"For a long time the Administration has hidden behind the name of General David Petraeus, saying the September report will be his. We all knew this would be the President's report," said House Speaker Nancy Pelosi in a news release on Thursday.
Pelosi was reacting to press reports that the Bush administration plans to write the Petraeus report itself -- and may restrict Petraeus's testimony before Congress to a closed session.A column in Thursday's Washington Post called the Petraeus report, due out Sept. 15, "a White House con job in the making."
And the Los Angeles Times noted on Wednesday, "Despite Bush's repeated statements that the report will reflect evaluations by Petraeus and Ryan Crocker, the U.S. ambassador to Iraq, administration officials said it would actually be written by the White House, with inputs from officials throughout the government."
Democrats, always skeptical of the administration's war claims, urged the White House to butt out.
"We must remember that the purpose of the surge was to create a secure environment in which political change could occur.

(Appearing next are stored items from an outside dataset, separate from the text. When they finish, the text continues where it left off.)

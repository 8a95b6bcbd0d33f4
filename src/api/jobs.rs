//! Job posting API endpoints
//!
//! Handles HTTP requests for job postings, all behind the access gate:
//! - GET /api/jobs - List postings visible to the caller
//! - POST /api/jobs - Create a posting
//! - GET /api/jobs/search?q= - Keyword search
//! - GET /api/jobs/{id} - Fetch one posting
//! - PUT /api/jobs/{id} - Overwrite a posting
//! - DELETE /api/jobs/{id} - Delete a posting

use axum::{
    extract::{Path, Query, State},
    routing::get,
    Json, Router,
};
use serde::{Deserialize, Serialize};

use crate::api::middleware::{ApiError, AppState, AuthenticatedUser};
use crate::models::{JobFields, JobPosting};
use crate::services::job::JobServiceError;

/// Response for mutations that don't return the posting
#[derive(Debug, Serialize)]
pub struct JobMessageResponse {
    pub message: String,
    #[serde(skip_serializing_if = "Option::is_none", rename = "jobId")]
    pub job_id: Option<i64>,
}

/// Query parameters for search
#[derive(Debug, Deserialize)]
pub struct SearchParams {
    #[serde(default)]
    pub q: String,
}

/// Build the jobs router (auth middleware is attached by the caller)
pub fn router() -> Router<AppState> {
    Router::new()
        .route("/", get(list_jobs).post(create_job))
        .route("/search", get(search_jobs))
        .route("/{id}", get(get_job).put(update_job).delete(delete_job))
}

fn map_job_error(e: JobServiceError) -> ApiError {
    match e {
        JobServiceError::Forbidden => {
            ApiError::forbidden("Your role does not permit this operation")
        }
        JobServiceError::NotFound => ApiError::not_found("Job posting not found"),
        JobServiceError::ValidationError(msg) => ApiError::validation_error(msg),
        JobServiceError::InternalError(e) => {
            tracing::error!("Job operation failed: {:#}", e);
            ApiError::internal_error("Internal server error")
        }
    }
}

/// GET /api/jobs - List postings, scoped by role
async fn list_jobs(
    State(state): State<AppState>,
    user: AuthenticatedUser,
) -> Result<Json<Vec<JobPosting>>, ApiError> {
    let postings = state
        .job_service
        .list(user.user_id, user.role)
        .await
        .map_err(map_job_error)?;

    Ok(Json(postings))
}

/// POST /api/jobs - Create a posting owned by the caller
async fn create_job(
    State(state): State<AppState>,
    user: AuthenticatedUser,
    Json(fields): Json<JobFields>,
) -> Result<Json<JobMessageResponse>, ApiError> {
    let posting = state
        .job_service
        .create(user.user_id, user.role, fields)
        .await
        .map_err(map_job_error)?;

    Ok(Json(JobMessageResponse {
        message: "Job posting created".to_string(),
        job_id: Some(posting.id),
    }))
}

/// GET /api/jobs/search?q= - Keyword search over title, description, location
async fn search_jobs(
    State(state): State<AppState>,
    _user: AuthenticatedUser,
    Query(params): Query<SearchParams>,
) -> Result<Json<Vec<JobPosting>>, ApiError> {
    let postings = state
        .job_service
        .search(&params.q)
        .await
        .map_err(map_job_error)?;

    Ok(Json(postings))
}

/// GET /api/jobs/{id} - Fetch one posting
async fn get_job(
    State(state): State<AppState>,
    _user: AuthenticatedUser,
    Path(id): Path<i64>,
) -> Result<Json<JobPosting>, ApiError> {
    let posting = state.job_service.get(id).await.map_err(map_job_error)?;

    Ok(Json(posting))
}

/// PUT /api/jobs/{id} - Overwrite a posting's fields
async fn update_job(
    State(state): State<AppState>,
    user: AuthenticatedUser,
    Path(id): Path<i64>,
    Json(fields): Json<JobFields>,
) -> Result<Json<JobMessageResponse>, ApiError> {
    state
        .job_service
        .update(user.user_id, user.role, id, fields)
        .await
        .map_err(map_job_error)?;

    Ok(Json(JobMessageResponse {
        message: "Job posting updated".to_string(),
        job_id: None,
    }))
}

/// DELETE /api/jobs/{id} - Delete a posting
async fn delete_job(
    State(state): State<AppState>,
    user: AuthenticatedUser,
    Path(id): Path<i64>,
) -> Result<Json<JobMessageResponse>, ApiError> {
    state
        .job_service
        .delete(user.user_id, user.role, id)
        .await
        .map_err(map_job_error)?;

    Ok(Json(JobMessageResponse {
        message: "Job posting deleted".to_string(),
        job_id: None,
    }))
}
//! API layer - HTTP handlers and routing
//!
//! This module contains all HTTP endpoints for the portal:
//! - Auth endpoints (signup, login)
//! - Job posting endpoints (CRUD + search)
//! - Embedded HTML pages
//!
//! Two flavors of access gate guard the protected surface: JSON endpoints
//! return a 401 error body, pages redirect to the login form.

pub mod auth;
pub mod jobs;
pub mod middleware;
pub mod pages;

use axum::{
    http::{header, HeaderValue, Method},
    middleware as axum_middleware,
    Router,
};
use tower_http::cors::CorsLayer;
use tower_http::trace::TraceLayer;

pub use middleware::{ApiError, AppState, AuthenticatedUser};

/// Build the complete router with middleware
pub fn build_router(state: AppState, cors_origin: &str) -> anyhow::Result<Router> {
    // CORS configuration, credentials allowed for cookie auth
    let cors = CorsLayer::new()
        .allow_origin(cors_origin.parse::<HeaderValue>()?)
        .allow_methods([Method::GET, Method::POST, Method::PUT, Method::DELETE])
        .allow_headers([header::CONTENT_TYPE, header::AUTHORIZATION, header::COOKIE])
        .allow_credentials(true);

    // JSON endpoints behind the api guard (401 on failure)
    let api_routes = Router::new()
        .nest("/api/jobs", jobs::router())
        .route_layer(axum_middleware::from_fn_with_state(
            state.clone(),
            middleware::require_auth,
        ));

    // Pages behind the page guard (redirect to /login on failure)
    let guarded_pages = pages::protected_router().route_layer(
        axum_middleware::from_fn_with_state(state.clone(), middleware::require_auth_page),
    );

    Ok(Router::new()
        .merge(pages::public_router())
        .merge(guarded_pages)
        .merge(auth::router())
        .merge(api_routes)
        .layer(cors)
        .layer(TraceLayer::new_for_http())
        .with_state(state))
}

Whether or not some limited military success has occurred, it is clear that the Iraqi leaders have failed to make political progress," Pelosi said.
"The question for September is: 'Why should our troops risk their lives in a civil war when the Iraqi government refuses to take the political steps necessary to end the sectarian violence?' We must have a candid assessment of the ongoing situation in Iraq and it is increasingly unclear whether the September report will provide that."A White House spokesman on Thursday insisted that both Petraeus and Ambassador Ryan Crocker would testify before Congress in open as well as closed sessions.
Rep. Rahm Emanuel, the House Democratic Caucus chairman, on Thursday accused the Bush administration of continuing to spin the facts about Iraq.
"After years of slogans and soundbites, Americans deserve an even-handed assessment of conditions in Iraq," Emanuel said in a message on his Web site.
"Sadly, we will only receive a snapshot from the same people who told us the mission was accomplished and the insurgency was in its last throes. We've spent hundreds of billions of dollars and lost thousands of lives in Iraq. An honest report from our generals and diplomats about the status of the war isn't too much to ask."
There's a lot riding on the Petraeus report for both sides.
Anti-war Democrats who have been pressing for a U.S. troop withdrawal for months are not expected to change their minds, although a positive assessment from Gen. Petraeus might undermine their position for a quick troop withdrawal.
On the other hand, a negative assessment from Gen. Petraeus might undercut the Bush administration's arguments that a continuing U.S. troop presence is critical to achieving a stable, democratic Iraq.
In July, President Bush's National Security Council said the mid-September progress report from General Petraeus and Ambassador Crocker would provide a "comprehensive assessment of the situation in Iraq, including an assessment of the 18 benchmarks" set by Congress.
"This assessment will provide a clearer picture of how the new [troop surge] strategy is unfolding, and what if any adjustments should be made," the interim progress report said.
President Bush has said all along that the U.S. "can and must" succeed in Iraq.
"When we start drawing down our forces in Iraq, it will be because our military commanders say the conditions on the ground are right, not because pollsters say it will be good politics," President Bush said in July. "The [troop surge] strategy I announced in January is designed to seize the initiative and create those conditions."